## TASK BRIEF
Print the records exactly as given.

## DATASET CONTENT
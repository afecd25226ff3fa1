//! Stream geometry via `ffprobe`

use super::{run_tool, Geometry, MediaError};
use serde::Deserialize;
use std::ffi::OsStr;
use std::path::Path;
use std::time::Duration;

/// The part of `ffprobe -print_format json -show_streams` output we read
#[derive(Debug, Deserialize)]
struct ProbeOutput {
    #[serde(default)]
    streams: Vec<ProbeStream>,
}

#[derive(Debug, Deserialize)]
struct ProbeStream {
    #[serde(default)]
    width: Option<u32>,
    #[serde(default)]
    height: Option<u32>,
}

/// Probe `path` with the `ffprobe` binary at `ffprobe`
#[tracing::instrument(
    name = "media.probe",
    skip(ffprobe, path, timeout),
    fields(media.width = tracing::field::Empty, media.height = tracing::field::Empty),
    err
)]
pub async fn probe_geometry(
    ffprobe: &Path,
    path: &Path,
    timeout: Duration,
) -> Result<Geometry, MediaError> {
    let args = [
        OsStr::new("-v"),
        OsStr::new("error"),
        OsStr::new("-print_format"),
        OsStr::new("json"),
        OsStr::new("-show_streams"),
        path.as_os_str(),
    ];
    let output = run_tool("ffprobe", ffprobe, args, timeout).await?;
    let geometry = parse_geometry(&output.stdout)?;

    let span = tracing::Span::current();
    span.record("media.width", geometry.width);
    span.record("media.height", geometry.height);

    Ok(geometry)
}

/// Extract the geometry of the first stream that carries one.
///
/// Audio and data streams have no width/height; a file whose first stream is
/// audio still resolves to its video stream.
pub fn parse_geometry(stdout: &[u8]) -> Result<Geometry, MediaError> {
    let probe: ProbeOutput = serde_json::from_slice(stdout)?;

    if probe.streams.is_empty() {
        return Err(MediaError::NoStreams);
    }

    probe
        .streams
        .iter()
        .find_map(|stream| match (stream.width, stream.height) {
            (Some(width), Some(height)) => Some(Geometry { width, height }),
            _ => None,
        })
        .ok_or(MediaError::NoGeometry)
}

## SOLUTION TO THE PROBLEM
repository afecd25226ff3fa1
//! Stream geometry via `ffprobe`

use super::{run_tool, Geometry, MediaError};
use serde::Deserialize;
use std::ffi::OsStr;
use std::path::Path;
use std::time::Duration;

/// The part of `ffprobe -print_format json -show_streams` output we read
#[derive(Debug, Deserialize)]
struct ProbeOutput {
    #[serde(default)]
    streams: Vec<ProbeStream>,
}

#[derive(Debug, Deserialize)]
struct ProbeStream {
    #[serde(default)]
    width: Option<u32>,
    #[serde(default)]
    height: Option<u32>,
}

/// Probe `path` with the `ffprobe` binary at `ffprobe`
#[tracing::instrument(
    name = "media.probe",
    skip(ffprobe, path, timeout),
    fields(media.width = tracing::field::Empty, media.height = tracing::field::Empty),
    err
)]
pub async fn probe_geometry(
    ffprobe: &Path,
    path: &Path,
    timeout: Duration,
) -> Result<Geometry, MediaError> {
    let args = [
        OsStr::new("-v"),
        OsStr::new("error"),
        OsStr::new("-print_format"),
        OsStr::new("json"),
        OsStr::new("-show_streams"),
        path.as_os_str(),
    ];
    let output = run_tool("ffprobe", ffprobe, args, timeout).await?;
    let geometry = parse_geometry(&output.stdout)?;

    let span = tracing::Span::current();
    span.record("media.width", geometry.width);
    span.record("media.height", geometry.height);

    Ok(geometry)
}

/// Extract the geometry of the first stream that carries one.
///
/// Audio and data streams have no width/height; a file whose first stream is
/// audio still resolves to its video stream.
pub fn parse_geometry(stdout: &[u8]) -> Result<Geometry, MediaError> {
    let probe: ProbeOutput = serde_json::from_slice(stdout)?;

    if probe.streams.is_empty() {
        return Err(MediaError::NoStreams);
    }

    probe
        .streams
        .iter()
        .find_map(|stream| match (stream.width, stream.height) {
            (Some(width), Some(height)) => Some(Geometry { width, height }),
            _ => None,
        })
        .ok_or(MediaError::NoGeometry)
}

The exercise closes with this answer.